■ **Prompt**
If a line of the data below holds the word "Some", list it.

========

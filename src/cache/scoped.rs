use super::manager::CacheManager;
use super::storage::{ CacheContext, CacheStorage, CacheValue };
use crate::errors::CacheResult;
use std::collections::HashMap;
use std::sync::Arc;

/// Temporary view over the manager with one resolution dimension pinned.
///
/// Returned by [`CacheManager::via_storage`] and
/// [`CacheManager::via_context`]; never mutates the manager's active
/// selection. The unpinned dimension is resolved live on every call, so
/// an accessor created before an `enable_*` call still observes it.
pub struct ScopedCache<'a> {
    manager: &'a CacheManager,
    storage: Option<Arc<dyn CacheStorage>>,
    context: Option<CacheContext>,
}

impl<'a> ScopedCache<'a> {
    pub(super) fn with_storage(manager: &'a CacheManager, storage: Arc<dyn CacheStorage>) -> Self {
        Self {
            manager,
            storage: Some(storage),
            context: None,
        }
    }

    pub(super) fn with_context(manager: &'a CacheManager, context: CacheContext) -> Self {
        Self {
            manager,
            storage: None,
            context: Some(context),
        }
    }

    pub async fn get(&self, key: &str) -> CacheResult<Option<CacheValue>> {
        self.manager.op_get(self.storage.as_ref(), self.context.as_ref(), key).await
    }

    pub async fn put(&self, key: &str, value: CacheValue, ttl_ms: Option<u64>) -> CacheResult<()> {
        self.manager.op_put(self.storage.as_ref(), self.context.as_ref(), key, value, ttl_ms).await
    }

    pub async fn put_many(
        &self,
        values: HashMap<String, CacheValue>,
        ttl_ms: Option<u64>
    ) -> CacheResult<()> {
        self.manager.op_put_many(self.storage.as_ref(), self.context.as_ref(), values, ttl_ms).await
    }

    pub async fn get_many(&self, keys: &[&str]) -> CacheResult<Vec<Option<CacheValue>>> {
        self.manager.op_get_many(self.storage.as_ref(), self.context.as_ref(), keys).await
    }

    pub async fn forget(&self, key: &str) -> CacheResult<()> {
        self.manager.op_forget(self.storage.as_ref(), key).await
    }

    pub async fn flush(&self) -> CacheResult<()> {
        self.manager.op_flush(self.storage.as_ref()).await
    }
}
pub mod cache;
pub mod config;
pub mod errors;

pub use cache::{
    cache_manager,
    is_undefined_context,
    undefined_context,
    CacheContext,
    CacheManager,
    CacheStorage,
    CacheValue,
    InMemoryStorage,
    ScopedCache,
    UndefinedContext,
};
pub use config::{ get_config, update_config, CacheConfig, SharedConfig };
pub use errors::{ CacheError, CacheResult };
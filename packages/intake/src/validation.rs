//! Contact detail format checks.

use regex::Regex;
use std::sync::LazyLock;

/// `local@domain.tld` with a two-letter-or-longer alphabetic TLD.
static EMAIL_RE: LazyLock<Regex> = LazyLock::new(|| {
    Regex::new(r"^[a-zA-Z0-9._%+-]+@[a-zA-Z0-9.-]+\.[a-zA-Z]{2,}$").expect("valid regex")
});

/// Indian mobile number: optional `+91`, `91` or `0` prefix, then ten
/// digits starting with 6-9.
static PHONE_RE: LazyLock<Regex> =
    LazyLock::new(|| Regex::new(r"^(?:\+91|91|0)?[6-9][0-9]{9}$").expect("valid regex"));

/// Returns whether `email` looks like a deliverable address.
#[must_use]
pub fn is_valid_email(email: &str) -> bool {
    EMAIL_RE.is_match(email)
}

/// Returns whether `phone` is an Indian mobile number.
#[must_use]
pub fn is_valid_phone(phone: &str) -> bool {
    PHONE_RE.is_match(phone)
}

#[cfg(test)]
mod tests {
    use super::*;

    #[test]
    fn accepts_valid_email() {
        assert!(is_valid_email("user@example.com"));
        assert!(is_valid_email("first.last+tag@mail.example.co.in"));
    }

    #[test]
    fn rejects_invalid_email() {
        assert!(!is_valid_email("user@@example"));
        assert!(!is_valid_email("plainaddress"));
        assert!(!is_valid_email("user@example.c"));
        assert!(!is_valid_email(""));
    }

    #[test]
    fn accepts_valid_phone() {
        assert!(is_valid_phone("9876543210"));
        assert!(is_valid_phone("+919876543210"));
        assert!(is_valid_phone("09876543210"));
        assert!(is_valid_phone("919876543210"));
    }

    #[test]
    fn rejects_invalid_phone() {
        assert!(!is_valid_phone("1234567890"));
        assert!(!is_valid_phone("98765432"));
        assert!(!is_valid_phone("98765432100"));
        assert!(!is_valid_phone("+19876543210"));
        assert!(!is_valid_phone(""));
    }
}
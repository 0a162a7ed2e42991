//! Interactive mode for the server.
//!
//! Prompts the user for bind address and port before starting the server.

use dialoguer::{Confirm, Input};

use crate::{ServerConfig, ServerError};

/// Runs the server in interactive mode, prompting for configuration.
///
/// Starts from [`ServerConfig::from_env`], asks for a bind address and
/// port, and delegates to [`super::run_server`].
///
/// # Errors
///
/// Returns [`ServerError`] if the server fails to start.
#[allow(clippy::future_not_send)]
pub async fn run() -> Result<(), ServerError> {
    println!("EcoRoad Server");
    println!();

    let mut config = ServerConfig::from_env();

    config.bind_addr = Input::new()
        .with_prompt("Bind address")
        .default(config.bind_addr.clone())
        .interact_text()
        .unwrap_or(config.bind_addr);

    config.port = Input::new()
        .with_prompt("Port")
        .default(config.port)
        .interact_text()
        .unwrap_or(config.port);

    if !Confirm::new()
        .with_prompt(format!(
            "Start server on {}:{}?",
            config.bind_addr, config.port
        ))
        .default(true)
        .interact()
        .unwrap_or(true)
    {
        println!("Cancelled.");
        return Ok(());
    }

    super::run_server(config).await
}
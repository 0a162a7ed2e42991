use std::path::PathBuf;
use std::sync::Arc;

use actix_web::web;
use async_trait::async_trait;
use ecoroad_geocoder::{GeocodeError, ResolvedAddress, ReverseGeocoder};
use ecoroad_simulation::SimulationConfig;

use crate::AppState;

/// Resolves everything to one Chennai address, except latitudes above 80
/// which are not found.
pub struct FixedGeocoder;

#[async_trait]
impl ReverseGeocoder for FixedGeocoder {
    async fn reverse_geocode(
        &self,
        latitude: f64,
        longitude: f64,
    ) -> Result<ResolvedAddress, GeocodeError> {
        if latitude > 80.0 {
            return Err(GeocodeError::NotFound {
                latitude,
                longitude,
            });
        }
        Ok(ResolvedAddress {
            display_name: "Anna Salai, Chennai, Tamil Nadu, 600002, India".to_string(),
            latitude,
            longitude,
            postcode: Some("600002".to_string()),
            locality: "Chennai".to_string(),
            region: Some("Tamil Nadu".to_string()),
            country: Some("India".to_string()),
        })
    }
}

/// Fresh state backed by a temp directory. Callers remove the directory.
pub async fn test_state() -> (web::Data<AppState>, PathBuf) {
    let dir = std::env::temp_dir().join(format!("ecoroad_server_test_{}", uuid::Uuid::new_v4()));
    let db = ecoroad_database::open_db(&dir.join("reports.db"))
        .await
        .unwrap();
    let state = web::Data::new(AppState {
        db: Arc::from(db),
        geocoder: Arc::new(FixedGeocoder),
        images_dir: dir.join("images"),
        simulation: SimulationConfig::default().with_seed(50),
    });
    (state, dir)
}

========

■ **Exercise output**
            storage: Some(storage),
            context: Some(context),
            postcode: Some("600002".to_string()),
            region: Some("Tamil Nadu".to_string()),
            country: Some("India".to_string()),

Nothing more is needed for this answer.